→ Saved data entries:
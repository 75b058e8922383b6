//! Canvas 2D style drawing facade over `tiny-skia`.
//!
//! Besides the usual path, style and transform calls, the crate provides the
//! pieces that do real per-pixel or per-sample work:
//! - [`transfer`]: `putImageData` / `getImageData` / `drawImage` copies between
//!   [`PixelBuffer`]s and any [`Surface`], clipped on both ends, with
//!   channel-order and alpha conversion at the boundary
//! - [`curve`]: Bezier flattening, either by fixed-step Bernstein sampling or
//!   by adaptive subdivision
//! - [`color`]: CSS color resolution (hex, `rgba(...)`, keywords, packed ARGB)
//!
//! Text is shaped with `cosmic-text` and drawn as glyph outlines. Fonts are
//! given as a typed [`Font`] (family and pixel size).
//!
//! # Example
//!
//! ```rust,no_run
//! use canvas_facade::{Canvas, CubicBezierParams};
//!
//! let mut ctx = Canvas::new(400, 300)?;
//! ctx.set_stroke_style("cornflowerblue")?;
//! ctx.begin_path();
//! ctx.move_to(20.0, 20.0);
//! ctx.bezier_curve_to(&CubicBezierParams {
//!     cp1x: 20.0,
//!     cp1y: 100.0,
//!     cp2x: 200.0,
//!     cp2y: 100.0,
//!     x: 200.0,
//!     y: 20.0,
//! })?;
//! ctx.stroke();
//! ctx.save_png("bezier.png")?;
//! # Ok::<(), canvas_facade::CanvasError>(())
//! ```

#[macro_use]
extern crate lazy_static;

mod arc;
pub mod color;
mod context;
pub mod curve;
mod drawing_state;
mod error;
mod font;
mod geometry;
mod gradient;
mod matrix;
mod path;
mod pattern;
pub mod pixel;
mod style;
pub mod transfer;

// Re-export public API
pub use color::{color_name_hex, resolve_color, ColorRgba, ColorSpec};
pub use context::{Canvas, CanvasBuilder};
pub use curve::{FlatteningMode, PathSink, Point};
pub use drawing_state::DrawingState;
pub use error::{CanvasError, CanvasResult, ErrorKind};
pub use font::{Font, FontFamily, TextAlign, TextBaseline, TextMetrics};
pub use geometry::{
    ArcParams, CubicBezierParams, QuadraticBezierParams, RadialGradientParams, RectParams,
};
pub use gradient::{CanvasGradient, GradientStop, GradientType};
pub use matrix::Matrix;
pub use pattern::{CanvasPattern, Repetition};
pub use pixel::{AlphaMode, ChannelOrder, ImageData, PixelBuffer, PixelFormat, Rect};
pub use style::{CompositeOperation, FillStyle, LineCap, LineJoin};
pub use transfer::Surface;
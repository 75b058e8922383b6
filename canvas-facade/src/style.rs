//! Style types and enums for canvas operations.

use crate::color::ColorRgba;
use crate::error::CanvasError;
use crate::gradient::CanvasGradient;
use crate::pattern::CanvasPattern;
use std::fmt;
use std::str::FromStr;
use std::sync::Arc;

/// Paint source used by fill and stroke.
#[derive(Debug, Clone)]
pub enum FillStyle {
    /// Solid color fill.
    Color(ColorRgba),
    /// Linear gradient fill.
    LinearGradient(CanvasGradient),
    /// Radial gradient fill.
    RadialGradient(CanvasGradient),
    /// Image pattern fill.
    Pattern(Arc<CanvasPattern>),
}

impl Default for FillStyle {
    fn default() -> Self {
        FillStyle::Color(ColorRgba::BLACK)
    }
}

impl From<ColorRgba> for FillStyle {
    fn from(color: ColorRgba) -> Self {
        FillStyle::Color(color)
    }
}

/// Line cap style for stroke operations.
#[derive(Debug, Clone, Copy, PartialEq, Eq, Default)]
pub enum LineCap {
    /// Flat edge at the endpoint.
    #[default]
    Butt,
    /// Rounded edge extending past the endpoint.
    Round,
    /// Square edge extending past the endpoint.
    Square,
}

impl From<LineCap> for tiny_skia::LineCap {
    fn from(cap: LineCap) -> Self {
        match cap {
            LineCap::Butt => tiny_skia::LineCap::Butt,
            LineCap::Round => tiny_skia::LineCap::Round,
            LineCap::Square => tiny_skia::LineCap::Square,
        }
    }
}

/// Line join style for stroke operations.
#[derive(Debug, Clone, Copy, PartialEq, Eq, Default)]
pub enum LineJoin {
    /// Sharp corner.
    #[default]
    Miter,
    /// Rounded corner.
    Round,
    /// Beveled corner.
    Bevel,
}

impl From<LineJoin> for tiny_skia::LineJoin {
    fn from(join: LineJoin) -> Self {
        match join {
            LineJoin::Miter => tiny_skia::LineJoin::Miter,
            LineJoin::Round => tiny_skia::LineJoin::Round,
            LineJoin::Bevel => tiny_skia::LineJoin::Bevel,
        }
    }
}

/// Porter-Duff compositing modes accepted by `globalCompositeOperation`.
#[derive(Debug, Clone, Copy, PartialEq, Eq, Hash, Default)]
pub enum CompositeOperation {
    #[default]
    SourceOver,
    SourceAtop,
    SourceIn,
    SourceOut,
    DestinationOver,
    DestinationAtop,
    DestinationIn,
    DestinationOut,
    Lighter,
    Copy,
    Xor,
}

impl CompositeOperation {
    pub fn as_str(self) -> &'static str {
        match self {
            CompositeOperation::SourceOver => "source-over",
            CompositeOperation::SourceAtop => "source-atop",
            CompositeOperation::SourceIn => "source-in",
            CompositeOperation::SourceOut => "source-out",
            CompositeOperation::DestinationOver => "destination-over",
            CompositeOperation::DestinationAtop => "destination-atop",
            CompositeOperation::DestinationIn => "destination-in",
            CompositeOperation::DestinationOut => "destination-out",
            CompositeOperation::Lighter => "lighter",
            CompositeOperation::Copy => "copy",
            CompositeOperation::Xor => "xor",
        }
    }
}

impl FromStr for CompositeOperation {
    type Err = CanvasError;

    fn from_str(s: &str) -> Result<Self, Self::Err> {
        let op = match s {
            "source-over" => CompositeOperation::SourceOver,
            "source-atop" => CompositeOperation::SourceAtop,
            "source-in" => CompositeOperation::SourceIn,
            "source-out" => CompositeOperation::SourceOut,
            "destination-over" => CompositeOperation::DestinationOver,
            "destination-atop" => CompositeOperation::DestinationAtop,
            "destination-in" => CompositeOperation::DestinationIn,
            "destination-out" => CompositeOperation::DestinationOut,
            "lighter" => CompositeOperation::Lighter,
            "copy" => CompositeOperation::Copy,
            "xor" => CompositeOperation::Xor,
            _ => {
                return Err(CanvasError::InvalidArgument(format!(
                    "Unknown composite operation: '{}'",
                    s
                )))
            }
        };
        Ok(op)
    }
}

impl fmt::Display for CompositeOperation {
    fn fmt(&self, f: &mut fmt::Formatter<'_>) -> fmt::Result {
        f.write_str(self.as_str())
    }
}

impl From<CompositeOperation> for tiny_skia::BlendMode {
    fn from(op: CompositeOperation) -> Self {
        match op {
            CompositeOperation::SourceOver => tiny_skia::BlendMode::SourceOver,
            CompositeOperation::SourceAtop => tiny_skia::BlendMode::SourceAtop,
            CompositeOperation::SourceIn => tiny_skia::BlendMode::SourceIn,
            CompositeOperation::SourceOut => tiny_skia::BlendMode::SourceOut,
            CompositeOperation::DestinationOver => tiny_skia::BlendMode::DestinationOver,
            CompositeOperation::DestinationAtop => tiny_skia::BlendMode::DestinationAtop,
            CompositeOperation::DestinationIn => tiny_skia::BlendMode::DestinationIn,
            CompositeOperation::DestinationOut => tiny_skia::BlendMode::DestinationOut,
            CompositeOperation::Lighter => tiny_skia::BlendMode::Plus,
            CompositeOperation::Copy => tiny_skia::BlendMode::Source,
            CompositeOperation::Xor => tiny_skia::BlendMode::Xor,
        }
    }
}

→ TASK BRIEF: Write out exactly the lines above from the line with "fn from(color: ColorRgba)" through the line with "fn from(cap: LineCap)", both of them included, and leave out all other lines.

→ ANSWER TO THE EXERCISE:
    fn from(color: ColorRgba) -> Self {
        FillStyle::Color(color)
    }
}

/// Line cap style for stroke operations.
#[derive(Debug, Clone, Copy, PartialEq, Eq, Default)]
pub enum LineCap {
    /// Flat edge at the endpoint.
    #[default]
    Butt,
    /// Rounded edge extending past the endpoint.
    Round,
    /// Square edge extending past the endpoint.
    Square,
}

impl From<LineCap> for tiny_skia::LineCap {
    fn from(cap: LineCap) -> Self {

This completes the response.